-- Opening Marker --

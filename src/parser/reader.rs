//! Loading a `ConfigFile` from files, byte buffers and readers

use std::fs::File;
use std::io::{BufRead, BufReader, Read};
use std::path::Path;

use log::debug;

use crate::constants::DEFAULT_SECTION;
use crate::models::{ConfigFile, ReadError};
use crate::parser::line::{classify, Line};

/// Parser position: the section being filled and the last option set in it
struct ReadState {
    section: String,
    option: String,
}

impl ReadState {
    fn new() -> Self {
        ReadState {
            section: DEFAULT_SECTION.to_string(),
            option: String::new(),
        }
    }
}

impl ConfigFile {
    /// Parse everything `reader` yields into this configuration.
    ///
    /// Options before the first section header go to the default section.
    /// Parsing stops at the first malformed line or read failure.
    pub fn read<R: Read>(&mut self, reader: R) -> Result<(), ReadError> {
        let mut reader = BufReader::new(reader);
        let mut state = ReadState::new();
        let mut buf = String::new();

        loop {
            buf.clear();
            if reader.read_line(&mut buf)? == 0 {
                break;
            }
            self.apply_line(&mut state, buf.trim())?;
        }

        debug!("Loaded {} sections", self.section_count());
        Ok(())
    }

    fn apply_line(&mut self, state: &mut ReadState, line: &str) -> Result<(), ReadError> {
        match classify(line) {
            Line::Skip => {}
            Line::Section(name) => {
                debug!("Entering section [{}]", name);
                // a new header ends any multi-line value
                state.option.clear();
                state.section = name.to_string();
                self.add_section(name);
            }
            _ if state.section.is_empty() => {
                return Err(ReadError::BlankSection(line.to_string()));
            }
            Line::Assignment { key, value } => {
                self.add_option(&state.section, key, value);
                state.option = key.to_string();
            }
            Line::Bare(value) if !state.option.is_empty() => {
                let previous = self
                    .get_raw_string(&state.section, &state.option)
                    .unwrap_or_default();
                self.add_option(
                    &state.section,
                    &state.option,
                    &format!("{}\n{}", previous, value),
                );
            }
            Line::Bare(_) => {
                return Err(ReadError::CouldNotParse(line.to_string()));
            }
        }
        Ok(())
    }
}

/// Read a configuration file from disk
pub fn read_config_file<P: AsRef<Path>>(path: P) -> Result<ConfigFile, ReadError> {
    let path = path.as_ref();
    debug!("Reading configuration file {}", path.display());
    let file = File::open(path)?;

    let mut config = ConfigFile::new();
    config.read(file)?;
    Ok(config)
}

/// Read a configuration from an in-memory buffer
pub fn read_config_bytes(content: &[u8]) -> Result<ConfigFile, ReadError> {
    let mut config = ConfigFile::new();
    config.read(content)?;
    Ok(config)
}

#[cfg(test)]
mod tests {
    use super::*;
    use std::io;

    /// Yields some valid text, then fails
    struct FailingReader {
        sent: bool,
    }

    impl Read for FailingReader {
        fn read(&mut self, buf: &mut [u8]) -> io::Result<usize> {
            if self.sent {
                return Err(io::Error::new(io::ErrorKind::Other, "disk on fire"));
            }
            self.sent = true;
            let text = b"[web]\nport = 80\n";
            buf[..text.len()].copy_from_slice(text);
            Ok(text.len())
        }
    }

    #[test]
    fn test_read_error_aborts() {
        let mut config = ConfigFile::new();
        let err = config.read(FailingReader { sent: false }).unwrap_err();
        assert_eq!(err, ReadError::Io("disk on fire".to_string()));
    }

    #[test]
    fn test_state_resets_on_header() {
        let mut config = ConfigFile::new();
        let err = config.read("[a]\nk = v\n[b]\ndangling\n".as_bytes()).unwrap_err();
        assert_eq!(err, ReadError::CouldNotParse("dangling".to_string()));
        assert_eq!(config.get_raw_string("a", "k").unwrap(), "v");
    }
}
use lazy_static::lazy_static;
use regex::Regex;

lazy_static! {
    /// A `%(name)s` reference inside a value; group 1 captures the name
    pub static ref VAR_REGEX: Regex = Regex::new(r"%\(([a-zA-Z0-9_.\-]+)\)s").unwrap();
}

-- Closing Marker --

When you copy the data, keep every line word for word.

_PROBLEM SOLUTION_
filename src/parser/reader.rs
//! Loading a `ConfigFile` from files, byte buffers and readers

use std::fs::File;
use std::io::{BufRead, BufReader, Read};
use std::path::Path;

use log::debug;

use crate::constants::DEFAULT_SECTION;
use crate::models::{ConfigFile, ReadError};
use crate::parser::line::{classify, Line};

/// Parser position: the section being filled and the last option set in it
struct ReadState {
    section: String,
    option: String,
}

impl ReadState {
    fn new() -> Self {
        ReadState {
            section: DEFAULT_SECTION.to_string(),
            option: String::new(),
        }
    }
}

impl ConfigFile {
    /// Parse everything `reader` yields into this configuration.
    ///
    /// Options before the first section header go to the default section.
    /// Parsing stops at the first malformed line or read failure.
    pub fn read<R: Read>(&mut self, reader: R) -> Result<(), ReadError> {
        let mut reader = BufReader::new(reader);
        let mut state = ReadState::new();
        let mut buf = String::new();

        loop {
            buf.clear();
            if reader.read_line(&mut buf)? == 0 {
                break;
            }
            self.apply_line(&mut state, buf.trim())?;
        }

        debug!("Loaded {} sections", self.section_count());
        Ok(())
    }

    fn apply_line(&mut self, state: &mut ReadState, line: &str) -> Result<(), ReadError> {
        match classify(line) {
            Line::Skip => {}
            Line::Section(name) => {
                debug!("Entering section [{}]", name);
                // a new header ends any multi-line value
                state.option.clear();
                state.section = name.to_string();
                self.add_section(name);
            }
            _ if state.section.is_empty() => {
                return Err(ReadError::BlankSection(line.to_string()));
            }
            Line::Assignment { key, value } => {
                self.add_option(&state.section, key, value);
                state.option = key.to_string();
            }
            Line::Bare(value) if !state.option.is_empty() => {
                let previous = self
                    .get_raw_string(&state.section, &state.option)
                    .unwrap_or_default();
                self.add_option(
                    &state.section,
                    &state.option,
                    &format!("{}\n{}", previous, value),
                );
            }
            Line::Bare(_) => {
                return Err(ReadError::CouldNotParse(line.to_string()));
            }
        }
        Ok(())
    }
}

/// Read a configuration file from disk
pub fn read_config_file<P: AsRef<Path>>(path: P) -> Result<ConfigFile, ReadError> {
    let path = path.as_ref();
    debug!("Reading configuration file {}", path.display());
    let file = File::open(path)?;

    let mut config = ConfigFile::new();
    config.read(file)?;
    Ok(config)
}

/// Read a configuration from an in-memory buffer
pub fn read_config_bytes(content: &[u8]) -> Result<ConfigFile, ReadError> {
    let mut config = ConfigFile::new();
    config.read(content)?;
    Ok(config)
}

#[cfg(test)]
mod tests {
    use super::*;
    use std::io;

    /// Yields some valid text, then fails
    struct FailingReader {
        sent: bool,
    }

    impl Read for FailingReader {
        fn read(&mut self, buf: &mut [u8]) -> io::Result<usize> {
            if self.sent {
                return Err(io::Error::new(io::ErrorKind::Other, "disk on fire"));
            }
            self.sent = true;
            let text = b"[web]\nport = 80\n";
            buf[..text.len()].copy_from_slice(text);
            Ok(text.len())
        }
    }

    #[test]
    fn test_read_error_aborts() {
        let mut config = ConfigFile::new();
        let err = config.read(FailingReader { sent: false }).unwrap_err();
        assert_eq!(err, ReadError::Io("disk on fire".to_string()));
    }

    #[test]
    fn test_state_resets_on_header() {
        let mut config = ConfigFile::new();
        let err = config.read("[a]\nk = v\n[b]\ndangling\n".as_bytes()).unwrap_err();
        assert_eq!(err, ReadError::CouldNotParse("dangling".to_string()));
        assert_eq!(config.get_raw_string("a", "k").unwrap(), "v");
    }
}
use lazy_static::lazy_static;
use regex::Regex;

lazy_static! {
    /// A `%(name)s` reference inside a value; group 1 captures the name
    pub static ref VAR_REGEX: Regex = Regex::new(r"%\(([a-zA-Z0-9_.\-]+)\)s").unwrap();
}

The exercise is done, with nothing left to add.